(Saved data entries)
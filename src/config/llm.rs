// src/config/llm.rs
use anyhow::{anyhow, Context, Result};
use serde::{Deserialize, Serialize};
use std::fs;
use std::path::{Path, PathBuf};
use std::time::Duration;

use crate::llm::health::{
    default_disable_patterns, DEFAULT_COOLDOWN_SECS, DEFAULT_FAILURE_THRESHOLD,
};
use crate::llm::providers::{
    GEMINI_BASE_URL, GEMINI_DEFAULT_MODEL, GROQ_CHAT_URL, GROQ_DEFAULT_MODEL,
};
use crate::llm::{HealthPolicy, OrchestratorSettings, TaskKind};
use crate::pipeline::prefilter::{
    default_keywords, RelevancePrefilter, DEFAULT_MAX_CONTENT_CHARS, DEFAULT_RELEVANCE_THRESHOLD,
};
use crate::pipeline::{PipelineSettings, DEFAULT_CONCURRENCY};

const ENV_PATH: &str = "LLM_CONFIG_PATH";
/// Numbered variables probed after the bare prefix: PREFIX_1 … PREFIX_50.
pub const MAX_NUMBERED_KEYS: usize = 50;
/// Cooldowns beyond a month are treated as a month.
const MAX_COOLDOWN_SECS: u64 = 30 * 24 * 3600;

#[derive(Debug, Clone, PartialEq, Serialize, Deserialize)]
#[serde(default)]
pub struct HealthSection {
    pub failure_threshold: u32,
    pub cooldown_secs: u64,
    pub disable_patterns: Vec<String>,
}

impl Default for HealthSection {
    fn default() -> Self {
        Self {
            failure_threshold: DEFAULT_FAILURE_THRESHOLD,
            cooldown_secs: DEFAULT_COOLDOWN_SECS as u64,
            disable_patterns: default_disable_patterns(),
        }
    }
}

impl HealthSection {
    pub fn policy(&self) -> HealthPolicy {
        HealthPolicy {
            failure_threshold: self.failure_threshold.max(1),
            cooldown: chrono::Duration::seconds(self.cooldown_secs.min(MAX_COOLDOWN_SECS) as i64),
            disable_patterns: self.disable_patterns.clone(),
        }
    }
}

#[derive(Debug, Clone, PartialEq, Serialize, Deserialize)]
#[serde(default)]
pub struct OrchestratorSection {
    pub request_timeout_secs: u64,
    pub retry_delay_ms: u64,
    pub max_attempts_per_family: Option<usize>,
}

impl Default for OrchestratorSection {
    fn default() -> Self {
        Self {
            request_timeout_secs: 60,
            retry_delay_ms: 1000,
            max_attempts_per_family: None,
        }
    }
}

impl OrchestratorSection {
    pub fn settings(&self) -> OrchestratorSettings {
        OrchestratorSettings {
            request_timeout: Duration::from_secs(self.request_timeout_secs.max(1)),
            retry_delay: Duration::from_millis(self.retry_delay_ms),
            max_attempts_per_family: self.max_attempts_per_family,
        }
    }
}

#[derive(Debug, Clone, PartialEq, Serialize, Deserialize)]
#[serde(default)]
pub struct PipelineSection {
    pub concurrency: usize,
    pub relevance_threshold: f32,
    pub max_content_chars: usize,
    pub keywords: Vec<String>,
    pub task: TaskKind,
}

impl Default for PipelineSection {
    fn default() -> Self {
        Self {
            concurrency: DEFAULT_CONCURRENCY,
            relevance_threshold: DEFAULT_RELEVANCE_THRESHOLD,
            max_content_chars: DEFAULT_MAX_CONTENT_CHARS,
            keywords: default_keywords(),
            task: TaskKind::RelevanceAnalysis,
        }
    }
}

impl PipelineSection {
    pub fn prefilter(&self) -> RelevancePrefilter {
        RelevancePrefilter::new(self.relevance_threshold, self.keywords.clone())
    }

    pub fn settings(&self) -> PipelineSettings {
        PipelineSettings {
            concurrency: self.concurrency.max(1),
            max_content_chars: self.max_content_chars.max(1),
            task: self.task,
            ..PipelineSettings::default()
        }
    }
}

#[derive(Debug, Clone, Copy, PartialEq, Eq, Serialize, Deserialize)]
#[serde(rename_all = "snake_case")]
pub enum FamilyKind {
    #[serde(alias = "openai")]
    OpenaiCompatible,
    Gemini,
}

#[derive(Debug, Clone, PartialEq, Serialize, Deserialize)]
pub struct FamilyConfig {
    pub name: String,
    pub kind: FamilyKind,
    #[serde(default)]
    pub base_url: Option<String>,
    #[serde(default)]
    pub model: Option<String>,
    /// Prefix of the env vars holding this family's keys.
    #[serde(default)]
    pub keys_env: Option<String>,
    /// Literal keys; mostly for local setups and tests.
    #[serde(default, skip_serializing)]
    pub keys: Vec<String>,
    #[serde(default)]
    pub cost_per_million_tokens: f64,
}

impl FamilyConfig {
    pub fn base_url(&self) -> &str {
        match (&self.base_url, self.kind) {
            (Some(u), _) if !u.trim().is_empty() => u.trim(),
            (_, FamilyKind::OpenaiCompatible) => GROQ_CHAT_URL,
            (_, FamilyKind::Gemini) => GEMINI_BASE_URL,
        }
    }

    pub fn model(&self) -> &str {
        match (&self.model, self.kind) {
            (Some(m), _) if !m.trim().is_empty() => m.trim(),
            (_, FamilyKind::OpenaiCompatible) => GROQ_DEFAULT_MODEL,
            (_, FamilyKind::Gemini) => GEMINI_DEFAULT_MODEL,
        }
    }

    /// Literal keys first, then whatever `keys_env` yields; trimmed, blanks
    /// and repeats dropped, order kept.
    pub fn resolve_keys(&self) -> Vec<String> {
        let from_env = self
            .keys_env
            .as_deref()
            .map(collect_env_keys)
            .unwrap_or_default();
        dedupe_keys(self.keys.iter().cloned().chain(from_env))
    }
}

#[derive(Debug, Clone, PartialEq, Serialize, Deserialize)]
#[serde(default)]
pub struct LlmConfig {
    pub health: HealthSection,
    pub orchestrator: OrchestratorSection,
    pub pipeline: PipelineSection,
    /// Fallback priority is the order of this list.
    pub families: Vec<FamilyConfig>,
}

impl Default for LlmConfig {
    fn default() -> Self {
        Self {
            health: HealthSection::default(),
            orchestrator: OrchestratorSection::default(),
            pipeline: PipelineSection::default(),
            families: default_families(),
        }
    }
}

pub fn default_families() -> Vec<FamilyConfig> {
    vec![
        FamilyConfig {
            name: "groq".into(),
            kind: FamilyKind::OpenaiCompatible,
            base_url: Some(GROQ_CHAT_URL.into()),
            model: Some(GROQ_DEFAULT_MODEL.into()),
            keys_env: Some("GROQ_API_KEY".into()),
            keys: Vec::new(),
            cost_per_million_tokens: 0.0,
        },
        FamilyConfig {
            name: "gemini".into(),
            kind: FamilyKind::Gemini,
            base_url: Some(GEMINI_BASE_URL.into()),
            model: Some(GEMINI_DEFAULT_MODEL.into()),
            keys_env: Some("GEMINI_API_KEY".into()),
            keys: Vec::new(),
            cost_per_million_tokens: 0.0,
        },
    ]
}

impl LlmConfig {
    /// Load from an explicit path. TOML or JSON, chosen by extension.
    pub fn load_from(path: &Path) -> Result<Self> {
        let content = fs::read_to_string(path)
            .with_context(|| format!("reading llm config from {}", path.display()))?;
        let ext = path
            .extension()
            .and_then(|s| s.to_str())
            .unwrap_or_default()
            .to_ascii_lowercase();
        Self::parse(&content, &ext).with_context(|| format!("parsing {}", path.display()))
    }

    /// Load using env var + fallbacks:
    /// 1) $LLM_CONFIG_PATH
    /// 2) config/llm.toml
    /// 3) config/llm.json
    /// 4) built-in defaults
    pub fn load_default() -> Result<Self> {
        if let Ok(p) = std::env::var(ENV_PATH) {
            let pb = PathBuf::from(p);
            if pb.exists() {
                return Self::load_from(&pb);
            }
            return Err(anyhow!("{ENV_PATH} points to non-existent path"));
        }
        let toml_p = PathBuf::from("config/llm.toml");
        if toml_p.exists() {
            return Self::load_from(&toml_p);
        }
        let json_p = PathBuf::from("config/llm.json");
        if json_p.exists() {
            return Self::load_from(&json_p);
        }
        Ok(Self::default())
    }

    pub fn parse(s: &str, hint_ext: &str) -> Result<Self> {
        let cfg: LlmConfig = match hint_ext {
            "toml" => toml::from_str(s)?,
            "json" => serde_json::from_str(s)?,
            _ => match toml::from_str(s) {
                Ok(c) => c,
                Err(_) => serde_json::from_str(s)
                    .map_err(|_| anyhow!("unsupported llm config format"))?,
            },
        };
        Ok(cfg.sanitized())
    }

    fn sanitized(mut self) -> Self {
        for f in &mut self.families {
            f.name = f.name.trim().to_lowercase();
            if !f.cost_per_million_tokens.is_finite() || f.cost_per_million_tokens < 0.0 {
                f.cost_per_million_tokens = 0.0;
            }
        }
        self.families.retain(|f| !f.name.is_empty());
        if !self.pipeline.relevance_threshold.is_finite() {
            self.pipeline.relevance_threshold = DEFAULT_RELEVANCE_THRESHOLD;
        }
        self
    }
}

/// Read `PREFIX`, then `PREFIX_1` … `PREFIX_50`.
pub fn collect_env_keys(prefix: &str) -> Vec<String> {
    let names = std::iter::once(prefix.to_string())
        .chain((1..=MAX_NUMBERED_KEYS).map(|i| format!("{prefix}_{i}")));
    dedupe_keys(names.filter_map(|n| std::env::var(n).ok()))
}

fn dedupe_keys(items: impl Iterator<Item = String>) -> Vec<String> {
    let mut out: Vec<String> = Vec::new();
    for k in items {
        let k = k.trim();
        if !k.is_empty() && !out.iter().any(|e| e == k) {
            out.push(k.to_string());
        }
    }
    out
}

PROBLEM DETAILS: Reply with the lines from the first line of the entries through the line that contains "as a month.", repeated exactly with both ends kept, and with nothing else.

RESPONSE AREA:
filename src/config/llm.rs
// src/config/llm.rs
use anyhow::{anyhow, Context, Result};
use serde::{Deserialize, Serialize};
use std::fs;
use std::path::{Path, PathBuf};
use std::time::Duration;

use crate::llm::health::{
    default_disable_patterns, DEFAULT_COOLDOWN_SECS, DEFAULT_FAILURE_THRESHOLD,
};
use crate::llm::providers::{
    GEMINI_BASE_URL, GEMINI_DEFAULT_MODEL, GROQ_CHAT_URL, GROQ_DEFAULT_MODEL,
};
use crate::llm::{HealthPolicy, OrchestratorSettings, TaskKind};
use crate::pipeline::prefilter::{
    default_keywords, RelevancePrefilter, DEFAULT_MAX_CONTENT_CHARS, DEFAULT_RELEVANCE_THRESHOLD,
};
use crate::pipeline::{PipelineSettings, DEFAULT_CONCURRENCY};

const ENV_PATH: &str = "LLM_CONFIG_PATH";
/// Numbered variables probed after the bare prefix: PREFIX_1 … PREFIX_50.
pub const MAX_NUMBERED_KEYS: usize = 50;
/// Cooldowns beyond a month are treated as a month.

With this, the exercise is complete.